>>>>

// Resolves every supported sale-date representation to `DD-MM-YY`.
use chrono::{Duration, NaiveDate};
use shared::models::{CanonicalDate, FieldValue};

/// A sale date as found in a record, before normalization.
#[derive(Debug, Clone, PartialEq)]
pub enum RawDate<'a> {
    /// Date-typed spreadsheet cell.
    Native(NaiveDate),
    /// Spreadsheet serial day number.
    Serial(f64),
    /// `YYYY-MM-DD` text, possibly followed by a time.
    IsoText { year: i32, month: u32, day: u32 },
    /// Anything else; assumed to already be `DD-MM-YY`.
    OpaqueText(&'a str),
}

impl<'a> RawDate<'a> {
    /// Classifies a field value. Empty values have no date at all.
    pub fn classify(value: &'a FieldValue) -> Option<Self> {
        match value {
            FieldValue::Date(date) => Some(RawDate::Native(*date)),
            FieldValue::Number(serial) => Some(RawDate::Serial(*serial)),
            FieldValue::Text(text) if text.trim().is_empty() => None,
            FieldValue::Text(text) => Some(parse_iso_prefix(text).unwrap_or(RawDate::OpaqueText(text))),
        }
    }

    /// The normalized field value. Representations that cannot be converted are
    /// returned as they were.
    pub fn normalize(&self) -> FieldValue {
        match self {
            RawDate::Native(date) => FieldValue::Text(CanonicalDate::from_naive(*date).to_string()),
            RawDate::Serial(serial) => match serial_to_date(*serial) {
                Some(date) => FieldValue::Text(CanonicalDate::from_naive(date).to_string()),
                None => FieldValue::Number(*serial),
            },
            RawDate::IsoText { year, month, day } => FieldValue::Text(
                CanonicalDate {
                    day: *day,
                    month: *month,
                    year: year.rem_euclid(100) as u32,
                }
                .to_string(),
            ),
            RawDate::OpaqueText(text) => FieldValue::Text(text.to_string()),
        }
    }
}

/// Normalizes a date field, returning the new value and its parsed form.
pub fn normalize_date(value: &FieldValue) -> (FieldValue, Option<CanonicalDate>) {
    match RawDate::classify(value) {
        Some(raw) => {
            let normalized = raw.normalize();
            let parsed = match &normalized {
                FieldValue::Text(text) => CanonicalDate::parse(text),
                _ => None,
            };
            (normalized, parsed)
        }
        None => (value.clone(), None),
    }
}

fn parse_iso_prefix(text: &str) -> Option<RawDate<'_>> {
    let s = text.trim();
    let bytes = s.as_bytes();
    if bytes.len() < 10 || bytes[4] != b'-' || bytes[7] != b'-' {
        return None;
    }
    let all_digits = |range: std::ops::Range<usize>| bytes[range].iter().all(u8::is_ascii_digit);
    if !all_digits(0..4) || !all_digits(5..7) || !all_digits(8..10) {
        return None;
    }
    Some(RawDate::IsoText {
        year: s[0..4].parse().ok()?,
        month: s[5..7].parse().ok()?,
        day: s[8..10].parse().ok()?,
    })
}

/// Converts a spreadsheet serial (1900 date system) to a calendar date.
///
/// Serial 1 is 1900-01-01. The system counts a 29 February 1900 at serial 60;
/// that day maps to 1900-02-28. The fractional time of day is ignored.
pub fn serial_to_date(serial: f64) -> Option<NaiveDate> {
    if !serial.is_finite() || serial < 1.0 || serial > 2_958_465.0 {
        return None;
    }
    let days = serial.trunc() as i64;
    let (base, offset) = if days < 60 {
        (NaiveDate::from_ymd_opt(1899, 12, 31)?, days)
    } else if days == 60 {
        (NaiveDate::from_ymd_opt(1900, 2, 28)?, 0)
    } else {
        (NaiveDate::from_ymd_opt(1899, 12, 30)?, days)
    };
    base.checked_add_signed(Duration::days(offset))
}

#[cfg(test)]
mod tests {
    use super::*;

    fn text(value: FieldValue) -> String {
        value.as_text().into_owned()
    }

    #[test]
    fn test_native_date_is_formatted() {
        let date = NaiveDate::from_ymd_opt(2024, 3, 5).unwrap();
        let (value, parsed) = normalize_date(&FieldValue::Date(date));
        assert_eq!(text(value), "05-03-24");
        assert_eq!(parsed.unwrap().full_year(), 2024);
    }

    #[test]
    fn test_iso_text_with_time_is_reordered() {
        let (value, _) = normalize_date(&FieldValue::from("2024-03-05T00:00:00"));
        assert_eq!(text(value), "05-03-24");
    }

    #[test]
    fn test_canonical_text_is_unchanged() {
        let (value, parsed) = normalize_date(&FieldValue::from("05-03-24"));
        assert_eq!(text(value), "05-03-24");
        assert_eq!(parsed.unwrap().month, 3);
    }

    #[test]
    fn test_unknown_text_passes_through() {
        let (value, parsed) = normalize_date(&FieldValue::from("5 de marzo"));
        assert_eq!(text(value), "5 de marzo");
        assert!(parsed.is_none());
    }

    #[test]
    fn test_empty_value_has_no_date() {
        let (value, parsed) = normalize_date(&FieldValue::from(""));
        assert_eq!(value, FieldValue::from(""));
        assert!(parsed.is_none());
    }

    #[test]
    fn test_serial_numbers() {
        assert_eq!(serial_to_date(1.0), NaiveDate::from_ymd_opt(1900, 1, 1));
        assert_eq!(serial_to_date(59.0), NaiveDate::from_ymd_opt(1900, 2, 28));
        assert_eq!(serial_to_date(61.0), NaiveDate::from_ymd_opt(1900, 3, 1));
        assert_eq!(serial_to_date(45000.0), NaiveDate::from_ymd_opt(2023, 3, 15));
        assert_eq!(serial_to_date(45000.75), NaiveDate::from_ymd_opt(2023, 3, 15));
    }

    #[test]
    fn test_serial_value_is_normalized() {
        let (value, parsed) = normalize_date(&FieldValue::Number(45000.0));
        assert_eq!(text(value), "15-03-23");
        assert_eq!(parsed.unwrap().full_year(), 2023);
    }

    #[test]
    fn test_invalid_serial_is_kept() {
        let (value, parsed) = normalize_date(&FieldValue::Number(-3.0));
        assert_eq!(value, FieldValue::Number(-3.0));
        assert!(parsed.is_none());
    }

    #[test]
    fn test_classify_variants() {
        let iso = FieldValue::from("2023-08-31");
        assert_eq!(
            RawDate::classify(&iso),
            Some(RawDate::IsoText { year: 2023, month: 8, day: 31 })
        );
        let opaque = FieldValue::from("31-08-23");
        assert_eq!(RawDate::classify(&opaque), Some(RawDate::OpaqueText("31-08-23")));
    }
}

<<<<

Exercise instructions: Repeat every line exactly, starting with the first line of the entries, and stop once the line containing "#[derive(Debug, Clone, PartialEq)]" has been given.

Problem solution:
// Resolves every supported sale-date representation to `DD-MM-YY`.
use chrono::{Duration, NaiveDate};
use shared::models::{CanonicalDate, FieldValue};

/// A sale date as found in a record, before normalization.
#[derive(Debug, Clone, PartialEq)]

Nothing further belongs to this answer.